I recently emailed Dr. Orville Boyd Jenkins, a linguist who also has both biblical training and missionary experience, and asked him to comment on the development of the idea of eternal and the usage of the Greek aionios. His reply is posted with his permission.
Edited to add … this has now been revised and some points better clarified, and posted as an article on OBJ’s website:
Thanks for this interesting question. I was just considering this question recently.
A major problem in such discussions is to consider the starting place the English words we have to use, or that commonly come up in our discussions in our own language about these philosophical concepts. Then the Greek words are assumed to “mean” one of these English words or another.
If we find an equivalent English usage for the word, the Greek word aionios mean “of the ages.” So associating it with “eternal” or “endless” in English entails a couple of stages of adjustment and association with the English concepts entailed by the word in the modern English rationalist and analytical worldview of our era. The word has/had meaning in the Greek worldview and cultural context that does not match the modern English-language worldview and cultural context.
(Actually the argument comes not from the contemporary period but the earlier Modern period, based on Enlightenment and Rationalist thinking. The Modernist era has been surpassed with a more dynamic way of thinking that tries to focus on the relational and dynamic usages.)
The concept I have of the Greek worldview concept and usage connotation of the Greek word aionios/aionion is “timelessness.” Neither of the English words “eternal” or “endless” match that connotation in the Greek worldview. In western and English-language philosophical usage, “eternal” and “endless” do not mean the same thing either.
Normally the underlying concept of “eternal” would be closer to the ancient Greek philosophical idea that the universe was not created but always existed, and the accompanying idea that ultimate reality exists outside “time.” Time is understood, as it is in modern and current scientific thought, to be a measure of our experience of sequence. The Greek idea commonly represented by the English word “eternal” is “outside of time,” unaffected by time.”
The English term “endless” necessarily entails the idea of time, or sequence. This also represents many of the components or symbols we find in biblical references to the new age. The idea of personal experience is still there, the idea of relationships with others is still there, and the metaphors used include presence and relationships with animals and among the different animals to each other, other nations and kings and administrations.
That is, the same concepts and relationships we care familiar with in our common life, that define and make up our life and meaning as humans, these are all reference points in the thinking of what the New Age would look like.
But the idea of how long never appears in focus. The focus is on difference of kind, quality, style. Time length or lack of it does not seem to be the point. It is the focus on peace and justice and harmony that are in focus.

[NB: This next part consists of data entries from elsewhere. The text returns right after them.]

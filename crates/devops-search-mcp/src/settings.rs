//! Startup configuration
//!
//! Values come from, in increasing priority: an optional TOML file, the
//! environment (including a `.env` file), and command-line flags.

use std::fs;
use std::path::{Path, PathBuf};

use clap::Parser;
use devops_client::Config;
use serde::Deserialize;

use crate::tools::DEFAULT_DISPLAY_NAME;
use crate::{Error, Result};

/// MCP server for Azure DevOps wiki and code search
#[derive(Parser, Debug, Default)]
#[command(name = "devops-search-mcp")]
#[command(author, version, about, long_about = None)]
pub struct Args {
    /// Organization URL, e.g. https://dev.azure.com/contoso
    #[arg(long, env = "AZURE_DEVOPS_ORG_URL")]
    pub org_url: Option<String>,

    /// Personal access token
    #[arg(long, env = "AZURE_DEVOPS_PAT", hide_env_values = true)]
    pub token: Option<String>,

    /// Project used when a tool call names none
    #[arg(long, env = "AZURE_DEVOPS_PROJECT")]
    pub project: Option<String>,

    /// Display name; tool names are prefixed with its snake_case form
    #[arg(long, env = "AZURE_DEVOPS_DISPLAY_NAME")]
    pub display_name: Option<String>,

    /// Directory for the audit log
    #[arg(long, env = "LOG_DIR")]
    pub log_dir: Option<PathBuf>,

    /// TOML config file; flags and environment override its values
    #[arg(short, long)]
    pub config: Option<PathBuf>,
}

/// Contents of the optional TOML config file
#[derive(Debug, Default, PartialEq, Eq, Deserialize)]
#[serde(deny_unknown_fields)]
pub struct FileSettings {
    pub org_url: Option<String>,
    pub token: Option<String>,
    pub project: Option<String>,
    pub display_name: Option<String>,
    pub log_dir: Option<PathBuf>,
}

impl FileSettings {
    pub fn load(path: &Path) -> Result<Self> {
        let content = fs::read_to_string(path).map_err(|e| Error::ConfigFile {
            path: path.to_path_buf(),
            message: e.to_string(),
        })?;
        toml::from_str(&content).map_err(|e| Error::ConfigFile {
            path: path.to_path_buf(),
            message: e.to_string(),
        })
    }
}

/// Validated settings the server runs with
#[derive(Debug, Clone)]
pub struct Settings {
    pub config: Config,
    pub display_name: String,
    /// `None` selects the default audit directory
    pub log_dir: Option<PathBuf>,
}

impl Settings {
    /// Merge the config file (if any) under `args` and validate.
    ///
    /// # Errors
    ///
    /// Returns [`Error::ConfigFile`] for an unreadable file and a client
    /// configuration error when the organization URL or token is missing
    /// or malformed.
    pub fn resolve(args: Args) -> Result<Self> {
        let file = match &args.config {
            Some(path) => FileSettings::load(path)?,
            None => FileSettings::default(),
        };
        Self::merge(args, file)
    }

    fn merge(args: Args, file: FileSettings) -> Result<Self> {
        let org_url = args.org_url.or(file.org_url).unwrap_or_default();
        let token = args.token.or(file.token).unwrap_or_default();

        let mut config = Config::new(&org_url, &token)?;
        if let Some(project) = args.project.or(file.project) {
            config = config.with_default_project(project);
        }

        Ok(Self {
            config,
            display_name: args
                .display_name
                .or(file.display_name)
                .filter(|name| !name.trim().is_empty())
                .unwrap_or_else(|| DEFAULT_DISPLAY_NAME.to_string()),
            log_dir: args.log_dir.or(file.log_dir),
        })
    }
}
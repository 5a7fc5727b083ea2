//! MCP server for Azure DevOps search
//!
//! This crate exposes Azure DevOps wiki search, code search, file retrieval
//! and wiki page retrieval to agents over the Model Context Protocol.
//!
//! # Architecture
//!
//! ```text
//! [ MCP client (agent / IDE) ]
//!        | (JSON lines on stdio)
//!        v
//! [ devops-search-mcp ]  --> audit log (JSON lines)
//!        | (Rust API)
//!        v
//! [ devops-client ]
//!        | (HTTPS)
//!        v
//! [ Azure DevOps REST API ]
//! ```
//!
//! Both JSON-RPC 2.0 (MCP) and the older `{"id", "inputs": {"tool", ...}}`
//! envelope are accepted on the same stream.

pub mod audit;
pub mod error;
pub mod handlers;
pub mod protocol;
pub mod server;
pub mod settings;
pub mod tools;

pub use audit::AuditLog;
pub use error::{Error, ErrorKind, OperationError, Result};
pub use handlers::ToolDispatcher;
pub use server::SearchMcpServer;
pub use settings::{Args, FileSettings, Settings};
pub use tools::{ToolContent, ToolDefinition, ToolKind, ToolRegistry, ToolResult, tool_prefix};
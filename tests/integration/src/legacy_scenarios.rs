//! Scenarios for the legacy line envelope
//!
//! Older clients send `{"id", "method"?, "inputs": {"tool", ...}}` and expect
//! `{"id", "outputs": {"results": ...}}` or `{"id", "error": {...}}` back.

use devops_search_mcp::{AuditLog, SearchMcpServer, ToolRegistry};
use devops_test_utils::fixtures::{code_search_payload, wiki_search_payload};
use devops_test_utils::{MockUpstream, test_config_with_project};
use pretty_assertions::assert_eq;
use rstest::rstest;
use serde_json::{Value, json};
use tempfile::TempDir;

fn server(upstream: MockUpstream, display_name: &str) -> (SearchMcpServer<MockUpstream>, TempDir) {
    let logs = TempDir::new().unwrap();
    let server = SearchMcpServer::with_upstream(
        test_config_with_project(),
        upstream,
        ToolRegistry::new(display_name),
        AuditLog::in_dir(logs.path()),
    );
    (server, logs)
}

async fn send(server: &SearchMcpServer<MockUpstream>, message: Value) -> Value {
    let response = server
        .handle_message(&message.to_string())
        .await
        .unwrap()
        .unwrap();
    serde_json::from_str(&response).unwrap()
}

#[tokio::test]
async fn wiki_search_results_are_wrapped_in_outputs() {
    let (server, _logs) = server(
        MockUpstream::new().respond_json(200, wiki_search_payload()),
        "Azure DevOps",
    );

    let response = send(
        &server,
        json!({ "id": "42", "inputs": { "tool": "azure_devops_wiki_search", "query": "deployment" } }),
    )
    .await;

    assert_eq!(response["id"], "42");
    assert!(response.get("error").is_none());
    assert_eq!(response["outputs"]["results"]["count"], 1);
    assert_eq!(
        response["outputs"]["results"]["results"][0]["title"],
        "Deploy.md"
    );
}

#[tokio::test]
async fn code_search_passes_flattened_arguments() {
    let (server, _logs) = server(
        MockUpstream::new().respond_json(200, code_search_payload()),
        "Azure DevOps",
    );

    send(
        &server,
        json!({
            "id": 1,
            "inputs": {
                "tool": "azure_devops_code_search",
                "query": "parse",
                "repository": "svc",
                "maxResults": 25
            }
        }),
    )
    .await;

    let body = server
        .dispatcher()
        .client()
        .upstream()
        .last_request()
        .body
        .unwrap();
    assert_eq!(body["$top"], 25);
    assert_eq!(body["filters"]["Repository"], json!(["svc"]));
}

#[tokio::test]
async fn upstream_failure_becomes_error_envelope() {
    let (server, _logs) = server(
        MockUpstream::new().respond_text(500, "Internal Server Error"),
        "Azure DevOps",
    );

    let response = send(
        &server,
        json!({ "id": 5, "inputs": { "tool": "azure_devops_code_search", "query": "x" } }),
    )
    .await;

    assert!(response.get("outputs").is_none());
    assert_eq!(
        response["error"]["message"],
        "Code search failed with status 500: Internal Server Error"
    );
}

#[rstest]
#[case::default_prefix("Azure DevOps", "azure_devops_wiki_search", true)]
#[case::custom_prefix("Contoso Ops", "contoso_ops_wiki_search", true)]
#[case::wrong_prefix("Contoso Ops", "azure_devops_wiki_search", false)]
#[tokio::test]
async fn tool_names_follow_display_name(
    #[case] display_name: &str,
    #[case] tool: &str,
    #[case] known: bool,
) {
    let (server, _logs) = server(
        MockUpstream::new().respond_json(200, json!({ "count": 0, "results": [] })),
        display_name,
    );

    let response = send(&server, json!({ "id": 1, "inputs": { "tool": tool, "query": "x" } })).await;

    assert_eq!(response.get("outputs").is_some(), known);
    assert_eq!(server.dispatcher().client().upstream().call_count(), usize::from(known));
}
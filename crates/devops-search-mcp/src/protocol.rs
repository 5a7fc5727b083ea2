//! Protocol message types
//!
//! Two line-delimited dialects share stdio:
//! - JSON-RPC 2.0 / MCP, recognized by its `jsonrpc` member
//! - the legacy envelope `{"id", "method"?, "inputs": {"tool", ...}}`

use serde::{Deserialize, Serialize};
use serde_json::{Map, Value};

use crate::tools::ToolDefinition;

pub const PROTOCOL_VERSION: &str = "2024-11-05";
pub const SERVER_NAME: &str = "Azure DevOps Search MCP Server";

pub const PARSE_ERROR: i32 = -32700;
pub const INVALID_REQUEST: i32 = -32600;
pub const METHOD_NOT_FOUND: i32 = -32601;
pub const INVALID_PARAMS: i32 = -32602;

/// JSON-RPC 2.0 Request
#[derive(Debug, Deserialize)]
pub struct JsonRpcRequest {
    pub jsonrpc: String,
    pub id: Option<Value>,
    pub method: String,
    #[serde(default)]
    pub params: Value,
}

/// JSON-RPC 2.0 Response
#[derive(Debug, Serialize)]
pub struct JsonRpcResponse {
    pub jsonrpc: String,
    pub id: Value,
    #[serde(skip_serializing_if = "Option::is_none")]
    pub result: Option<Value>,
    #[serde(skip_serializing_if = "Option::is_none")]
    pub error: Option<JsonRpcError>,
}

impl JsonRpcResponse {
    pub fn success(id: Option<Value>, result: Value) -> Self {
        Self {
            jsonrpc: "2.0".to_string(),
            id: id.unwrap_or(Value::Null),
            result: Some(result),
            error: None,
        }
    }

    pub fn error(id: Option<Value>, code: i32, message: String) -> Self {
        Self {
            jsonrpc: "2.0".to_string(),
            id: id.unwrap_or(Value::Null),
            result: None,
            error: Some(JsonRpcError {
                code,
                message,
                data: None,
            }),
        }
    }
}

#[derive(Debug, Serialize)]
pub struct JsonRpcError {
    pub code: i32,
    pub message: String,
    #[serde(skip_serializing_if = "Option::is_none")]
    pub data: Option<Value>,
}

/// Initialize response result
#[derive(Debug, Serialize)]
#[serde(rename_all = "camelCase")]
pub struct InitializeResult<'a> {
    pub protocol_version: &'static str,
    pub capabilities: ServerCapabilities,
    pub server_info: ServerInfo,
    /// The full catalog, so clients need no second round trip
    pub tools: &'a [ToolDefinition],
}

#[derive(Debug, Serialize)]
pub struct ServerCapabilities {
    pub tools: ToolsCapability,
}

#[derive(Debug, Serialize)]
#[serde(rename_all = "camelCase")]
pub struct ToolsCapability {
    pub list_changed: bool,
}

#[derive(Debug, Serialize)]
pub struct ServerInfo {
    pub name: String,
    pub version: String,
}

/// Tool call params
#[derive(Debug, Deserialize)]
pub struct ToolCallParams {
    pub name: String,
    #[serde(default)]
    pub arguments: Value,
}

// ============================================================================
// Legacy envelope
// ============================================================================

#[derive(Debug, Deserialize)]
pub struct LegacyRequest {
    #[serde(default)]
    pub id: Value,
    #[serde(default)]
    pub method: Option<String>,
    #[serde(default)]
    pub inputs: Option<LegacyInputs>,
}

/// Tool name plus its arguments, flattened into one object
#[derive(Debug, Deserialize)]
pub struct LegacyInputs {
    #[serde(default)]
    pub tool: Option<String>,
    #[serde(flatten)]
    pub arguments: Map<String, Value>,
}

#[derive(Debug, Serialize)]
pub struct LegacyResponse {
    pub id: Value,
    #[serde(skip_serializing_if = "Option::is_none")]
    pub outputs: Option<Value>,
    #[serde(skip_serializing_if = "Option::is_none")]
    pub error: Option<LegacyError>,
}

impl LegacyResponse {
    pub fn outputs(id: Value, outputs: Value) -> Self {
        Self {
            id,
            outputs: Some(outputs),
            error: None,
        }
    }

    pub fn error(id: Value, message: impl Into<String>, details: Option<String>) -> Self {
        Self {
            id,
            outputs: None,
            error: Some(LegacyError {
                message: message.into(),
                details,
            }),
        }
    }

    /// Acknowledge without outputs
    pub fn empty(id: Value) -> Self {
        Self {
            id,
            outputs: None,
            error: None,
        }
    }
}

#[derive(Debug, Serialize)]
pub struct LegacyError {
    pub message: String,
    #[serde(skip_serializing_if = "Option::is_none")]
    pub details: Option<String>,
}

#[derive(Debug, Serialize)]
#[serde(rename_all = "camelCase")]
pub struct LegacyInitializeOutputs<'a> {
    pub server_info: LegacyServerInfo,
    pub capabilities: LegacyCapabilities<'a>,
}

#[derive(Debug, Serialize)]
pub struct LegacyServerInfo {
    pub name: String,
    pub version: String,
    pub vendor: String,
}

#[derive(Debug, Serialize)]
#[serde(rename_all = "camelCase")]
pub struct LegacyCapabilities<'a> {
    pub tools: Vec<LegacyTool<'a>>,
    pub text_document_sync: u8,
}

/// Catalog entry as the legacy dialect spells it: `parameters`, not `inputSchema`
#[derive(Debug, Serialize)]
pub struct LegacyTool<'a> {
    pub name: &'a str,
    pub description: &'a str,
    pub parameters: &'a Value,
}

impl<'a> From<&'a ToolDefinition> for LegacyTool<'a> {
    fn from(tool: &'a ToolDefinition) -> Self {
        Self {
            name: &tool.name,
            description: &tool.description,
            parameters: &tool.input_schema,
        }
    }
}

I don’t see that much difference in the usages and connotations in Classical and Koine Greek. Both were far from the abstract analytical thinking of the modern European era. Imposing the idea of English “endless” introduces time sequence and depth, and I don’t see that the Greek word entailed that. It was focusing of the relational and moral situation. Things would be different, safe, just, positive, in the direct rule of God. This is how Jesus talked also about the “Rule of God” (traditional term Kingdom of God).
One problem with the Modernist mindset in rationally analyzing and categorizing everything is that it wants to make distinctions, clear and firm distinctions, when in fact that is not how real life works. Reality is dynamic and especially the way words are used and the way people think is in metaphors, symbols and association with previous experiences or understandings. “Definitions” are just summaries of how people use words.
Words in one language don’t “mean” any word in another language. Each language is a complex set of conceptual components that we use dynamically to express our ideas, experiences and reflections, and convey them among other human beings.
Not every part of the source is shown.